Personne ne rit à la plaisanterie d’Amaury. Les convives se contentaient de manger en silence. La mère Poudevigne leur avait servi les lapins capturés grâce aux pièges de son mari, à l’orée du bois. Les bêtes n’avaient que la peau sur les os, mais personne ne s’en plaignait. Sans cette célébration, ils auraient sans doute eu le droit à un bouillon de chou. Jehane était tentée de ronger son râble où s’accrochaient quelques morceaux de chair, mais elle redoutait trop le regard des frères d’Amaury.

            Ses cadets le dépassaient d’au moins une tête et ils semblaient capables de soulever un cheval à la seule force de leurs épaules. À côté d’eux, Amaury faisait figure de gringalet, mais Jehane ne trouvait rien à redire à son physique. Elle le préférait largement aux deux molosses. Dans le regard d’Amaury, au moins, elle percevait un semblant de douceur. Les deux fils Poudevigne ne parvenaient pas à cacher la haine dans leurs yeux quand ils se posaient sur les mains de Jehane.

            Elle s’empressa de les cacher sous la table.

            – Je suppose qu’il ne nous reste plus qu’à décider la date du mariage, lança soudain le patriarche Poudevigne.
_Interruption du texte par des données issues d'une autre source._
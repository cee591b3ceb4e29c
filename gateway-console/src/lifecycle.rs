//! Per-view request generations and exclusively owned render instances.

use std::cell::Cell;
use std::rc::Rc;

// ── Request generations ──────────────────────────────────────────────────────

/// Issues monotonically increasing tickets for one view instance.
///
/// Only the response holding the latest ticket may touch view state; older
/// responses that resolve late are dropped. Clones share the same counter so
/// the handle can move into spawned futures.
#[derive(Clone, Debug, Default)]
pub struct RequestTracker {
    latest: Rc<Cell<u64>>,
}

#[derive(Clone, Copy, Debug, PartialEq, Eq)]
pub struct RequestTicket(u64);

impl RequestTracker {
    pub fn new() -> Self {
        Self::default()
    }

    pub fn issue(&self) -> RequestTicket {
        let next = self.latest.get().wrapping_add(1);
        self.latest.set(next);
        RequestTicket(next)
    }

    pub fn is_current(&self, ticket: RequestTicket) -> bool {
        self.latest.get() == ticket.0
    }

    /// Invalidate every outstanding ticket without issuing a new one.
    pub fn abandon(&self) {
        self.latest.set(self.latest.get().wrapping_add(1));
    }
}

// ── Render slots ─────────────────────────────────────────────────────────────

/// Holds at most one render instance (chart, graph scene) for a mount point.
///
/// `mount` drops the previous instance before the new one is installed and
/// bumps `revision`; views key the mounted element on the revision so the old
/// DOM subtree is discarded instead of patched.
#[derive(Debug)]
pub struct RenderSlot<T> {
    current: Option<T>,
    revision: u64,
}

impl<T> Default for RenderSlot<T> {
    fn default() -> Self {
        Self {
            current: None,
            revision: 0,
        }
    }
}

impl<T> RenderSlot<T> {
    pub fn new() -> Self {
        Self::default()
    }

    pub fn mount(&mut self, instance: T) -> u64 {
        drop(self.current.take());
        self.current = Some(instance);
        self.revision += 1;
        self.revision
    }

    pub fn clear(&mut self) {
        drop(self.current.take());
    }

    pub fn current(&self) -> Option<&T> {
        self.current.as_ref()
    }

    pub fn is_mounted(&self) -> bool {
        self.current.is_some()
    }

    /// Number of instances mounted over the slot's lifetime
    pub fn revision(&self) -> u64 {
        self.revision
    }

    pub fn element_key(&self) -> String {
        format!("slot-{}", self.revision)
    }
}

#[cfg(test)]
mod tests {
    use super::*;

    #[test]
    fn test_only_latest_ticket_is_current() {
        let tracker = RequestTracker::new();
        let first = tracker.issue();
        let second = tracker.issue();
        assert!(!tracker.is_current(first), "stale ticket must be rejected");
        assert!(tracker.is_current(second));
    }

    #[test]
    fn test_clones_share_generation() {
        let tracker = RequestTracker::new();
        let in_flight = tracker.clone();
        let ticket = in_flight.issue();
        tracker.issue();
        assert!(!in_flight.is_current(ticket));
    }

    #[test]
    fn test_abandon_invalidates_outstanding() {
        let tracker = RequestTracker::new();
        let ticket = tracker.issue();
        tracker.abandon();
        assert!(!tracker.is_current(ticket));
    }

    struct Probe {
        live: Rc<Cell<i32>>,
    }

    impl Probe {
        fn new(live: &Rc<Cell<i32>>) -> Self {
            live.set(live.get() + 1);
            Self { live: live.clone() }
        }
    }

    impl Drop for Probe {
        fn drop(&mut self) {
            self.live.set(self.live.get() - 1);
        }
    }

    #[test]
    fn test_mount_tears_down_previous_instance() {
        let live = Rc::new(Cell::new(0));
        let mut slot = RenderSlot::new();
        slot.mount(Probe::new(&live));
        assert_eq!(live.get(), 1);

        // Constructed before mount, so two exist until the old one is dropped.
        let next = Probe::new(&live);
        assert_eq!(live.get(), 2);
        slot.mount(next);
        assert_eq!(live.get(), 1, "exactly one instance may stay bound");
        assert_eq!(slot.revision(), 2);

        slot.clear();
        assert_eq!(live.get(), 0);
        assert!(!slot.is_mounted());
        assert_eq!(slot.revision(), 2);
    }

    #[test]
    fn test_element_key_changes_per_mount() {
        let mut slot = RenderSlot::new();
        let before = slot.element_key();
        slot.mount(1_u8);
        assert_ne!(before, slot.element_key());
    }
}
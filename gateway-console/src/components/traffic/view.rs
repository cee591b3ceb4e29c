use dioxus::prelude::*;
use dioxus_logger::tracing::debug;
use futures_util::future::join;

use crate::api::{fetch_service_graph, fetch_throughput};
use crate::components::period::{PeriodSelection, PeriodSelector};
use crate::config::config;
use crate::lifecycle::RequestTracker;
use crate::severity::Severity;
use crate::time_codec::{now_local, WireRange};

use super::layout::{GraphScene, NODE_RADIUS};
use super::model::{GraphState, PanelState, TrafficModel, PANEL_PLACEHOLDER_TITLE};

const NODE_FILL: &str = "#4361ee";
const NODE_BORDER: &str = "#1a1a2e";
const SELECTED: &str = "#ffc107";

fn load_traffic(window: WireRange, mut traffic: Signal<TrafficModel>, tracker: RequestTracker) {
    let ticket = tracker.issue();
    traffic.write().begin_load();
    spawn(async move {
        let (graph, throughput) =
            join(fetch_service_graph(&window), fetch_throughput(&window)).await;
        if !tracker.is_current(ticket) {
            debug!("Discarding stale traffic response for {}..{}", window.from, window.to);
            return;
        }
        let result = graph.and_then(|graph| throughput.map(|stats| (graph, stats)));
        traffic.write().apply_fetch(result);
    });
}

#[component]
pub fn TrafficView() -> Element {
    let (initial_selection, initial_window) =
        use_hook(|| PeriodSelection::initial(config().default_preset, now_local()));
    let traffic = use_signal(TrafficModel::new);
    let tracker = use_hook(RequestTracker::new);
    let mut started = use_signal(|| false);

    {
        let tracker = tracker.clone();
        use_drop(move || tracker.abandon());
    }

    {
        let tracker = tracker.clone();
        use_effect(move || {
            if started() {
                return;
            }
            started.set(true);
            load_traffic(initial_window.clone(), traffic, tracker.clone());
        });
    }

    let on_apply = {
        let tracker = tracker.clone();
        move |window: WireRange| load_traffic(window, traffic, tracker.clone())
    };

    let summary = traffic.read().summary.clone();

    rsx! {
        div {
            class: "console-page traffic-page",
            PeriodSelector { initial: initial_selection, on_apply }
            div {
                class: "card traffic-summary",
                div {
                    class: "summary-stats",
                    SummaryStat { value: summary.total, label: "Total Requests" }
                    SummaryStat { value: summary.avg_per_minute, label: "Avg Throughput" }
                    SummaryStat { value: summary.max_per_minute, label: "Peak Throughput" }
                }
            }
            div {
                class: "traffic-layout",
                div {
                    class: "traffic-graph-card card",
                    div {
                        class: "card-header-row",
                        div { class: "card-title", "Service Traffic Graph" }
                        Legend {}
                    }
                    div {
                        class: "traffic-hint",
                        "Click a node or edge to see its details. Numbers on edges are request counts."
                    }
                    GraphCanvas { traffic }
                }
                DetailPanel { traffic }
            }
        }
    }
}

#[component]
fn SummaryStat(value: String, label: &'static str) -> Element {
    rsx! {
        div {
            class: "summary-stat",
            div { class: "summary-val", "{value}" }
            div { class: "summary-key", "{label}" }
        }
    }
}

#[component]
fn Legend() -> Element {
    rsx! {
        div {
            class: "traffic-legend",
            for severity in [Severity::Ok, Severity::Warn, Severity::Error] {
                span {
                    class: "legend-item",
                    span { class: "legend-dot", style: "background:{severity.color()}" }
                    "{severity.legend()}"
                }
            }
        }
    }
}

#[component]
fn GraphCanvas(traffic: Signal<TrafficModel>) -> Element {
    let view = traffic.read();

    let body = match &view.graph {
        GraphState::Loading => rsx! {
            div { class: "cy-container", div { class: "loading", "Loading..." } }
        },
        GraphState::Failed => rsx! {
            div { class: "cy-container", div { class: "empty-state", "Failed to load graph" } }
        },
        GraphState::Empty => rsx! {
            div { class: "cy-container", div { class: "empty-state", "No traffic data for this period" } }
        },
        GraphState::Loaded(_) => match view.scene.current() {
            Some(scene) => rsx! {
                div {
                    key: "{view.scene.element_key()}",
                    class: "cy-container",
                    GraphSceneView { scene: scene.clone(), panel: view.panel.clone(), traffic }
                }
            },
            None => rsx! {},
        },
    };
    body
}

#[component]
fn GraphSceneView(scene: GraphScene, panel: PanelState, traffic: Signal<TrafficModel>) -> Element {
    let mut traffic = traffic;
    let selected_node = match &panel {
        PanelState::Node(name) => Some(name.clone()),
        _ => None,
    };
    let selected_edge = match &panel {
        PanelState::Edge(key) => Some(key.clone()),
        _ => None,
    };

    rsx! {
        svg {
            class: "traffic-graph",
            view_box: "{scene.view_box()}",
            width: "100%",
            height: format!("{:.0}", scene.height),
            rect {
                x: "0",
                y: "0",
                width: format!("{:.0}", scene.width),
                height: format!("{:.0}", scene.height),
                fill: "transparent",
                onclick: move |_| traffic.write().tap_background(),
            }
            for edge in scene.edges.iter() {
                g {
                    key: "{edge.key}",
                    class: "graph-edge",
                    onclick: {
                        let key = edge.key.clone();
                        move |e: MouseEvent| {
                            e.stop_propagation();
                            traffic.write().tap_edge(&key);
                        }
                    },
                    // Wide transparent stroke as the hit area.
                    path {
                        d: "{edge.path}",
                        stroke: "transparent",
                        stroke_width: "12",
                        fill: "none",
                    }
                    path {
                        d: "{edge.path}",
                        stroke: if selected_edge.as_deref() == Some(edge.key.as_str()) { SELECTED } else { edge.color },
                        stroke_width: "3",
                        fill: "none",
                    }
                    polygon {
                        points: "{edge.arrow}",
                        fill: if selected_edge.as_deref() == Some(edge.key.as_str()) { SELECTED } else { edge.color },
                    }
                    text {
                        x: format!("{:.1}", edge.label_x),
                        y: format!("{:.1}", edge.label_y),
                        text_anchor: "middle",
                        font_size: "11",
                        fill: "#333",
                        class: "graph-edge-label",
                        for (line_idx, line) in edge.label_lines.iter().enumerate() {
                            tspan {
                                x: format!("{:.1}", edge.label_x),
                                dy: if line_idx == 0 { "0" } else { "1.2em" },
                                "{line}"
                            }
                        }
                    }
                }
            }
            for node in scene.nodes.iter() {
                g {
                    key: "{node.name}",
                    class: "graph-node",
                    onclick: {
                        let name = node.name.clone();
                        move |e: MouseEvent| {
                            e.stop_propagation();
                            traffic.write().tap_node(&name);
                        }
                    },
                    circle {
                        cx: format!("{:.1}", node.cx),
                        cy: format!("{:.1}", node.cy),
                        r: "{NODE_RADIUS}",
                        fill: NODE_FILL,
                        stroke: if selected_node.as_deref() == Some(node.name.as_str()) { SELECTED } else { NODE_BORDER },
                        stroke_width: if selected_node.as_deref() == Some(node.name.as_str()) { "3" } else { "2" },
                    }
                    text {
                        x: format!("{:.1}", node.cx),
                        y: format!("{:.1}", node.cy),
                        text_anchor: "middle",
                        dominant_baseline: "central",
                        font_size: "13",
                        font_weight: "600",
                        fill: "#fff",
                        "{node.name}"
                    }
                }
            }
        }
    }
}

#[component]
fn DetailPanel(traffic: Signal<TrafficModel>) -> Element {
    let panel = traffic.read().panel_view();

    let body = match panel {
        Some(view) => rsx! {
            div { class: "card-title", "{view.title}" }
            for row in view.rows {
                div {
                    key: "{row.label}",
                    class: "panel-row",
                    span { class: "panel-label", "{row.label}" }
                    span { class: row.class.unwrap_or_default(), "{row.value}" }
                }
            }
        },
        None => rsx! {
            div { class: "card-title", "{PANEL_PLACEHOLDER_TITLE}" }
            div { class: "panel-placeholder", "Click a node or edge" }
        },
    };

    rsx! {
        div {
            class: "traffic-panel card",
            {body}
        }
    }
}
            Ses lèvres avaient pris une teinte sanguine à force d’être trempées dans le vin. Comme le père de Jehane – comme tous les hommes du village – il était usé avant l’âge. Il aurait dû se réjouir d’avoir trouvé une épouse pour son aîné. Au lieu de quoi, la tristesse et la colère tiraillaient ses traits. Aucune famille n’avait envie de se retrouver liée aux Mains Rouges.

            – Rien ne presse, assura le père de Jehane. Laissons le temps à Amaury de commencer sa formation avant d’officialiser leur union.

            – Il me tarde de débuter, maître Faber ! s’enthousiasma le concerné.

            Jehane étouffa un ricanement. Elle se figurait mal Amaury maniant le marteau et l’enclume. Il manquait de force et de précision dans toutes les choses qu’il entreprenait. Comment diantre son père espérait-il en faire un forgeron décent ?

            – Voudrais-tu partager la pensée qui te fait ainsi sourire avec le reste d’entre nous ?

            La mère Poudevigne dardait du regard Jehane, qui se trémoussa sur sa chaise. Elle pensait s’être montrée discrète, pourtant toutes les têtes étaient tournées vers elle.

            – Je…, bafouilla-t-elle.

            – Jehane se réjouit de cette union, interrompit son père. Amaury est son ami le plus précieux, comment pourrait-il en être autrement ?

            Jehane acquiesça avec empressement. Elle n’ignorait pas ce que son père avait dû sacrifier pour obtenir que la famille Poudevigne consente à son union avec Amaury. S’il n’avait pas promis que leur garçon hériterait de la forge après son trépas, les parents d’Amaury n’auraient jamais accepté. Malgré cet accord, Jehane doutait encore de l’adhésion des deux frères.

            L’estomac de Jehane gronda. Malgré l’assiette de lapin et de pommes de terre engloutie, elle avait encore faim. Elle tendit la main en direction de la miche de pain de seigle au centre de la table. Vif comme l’éclair, Tancrède écarta le plat. Jehane ignora la chaleur qui envahissait ses joues. Elle devait faire bonne figure, quoi qu’il en coûte.

            – Pourrais-tu me passer le pain, Tancrède ? demanda-t-elle au plus jeune des trois frères.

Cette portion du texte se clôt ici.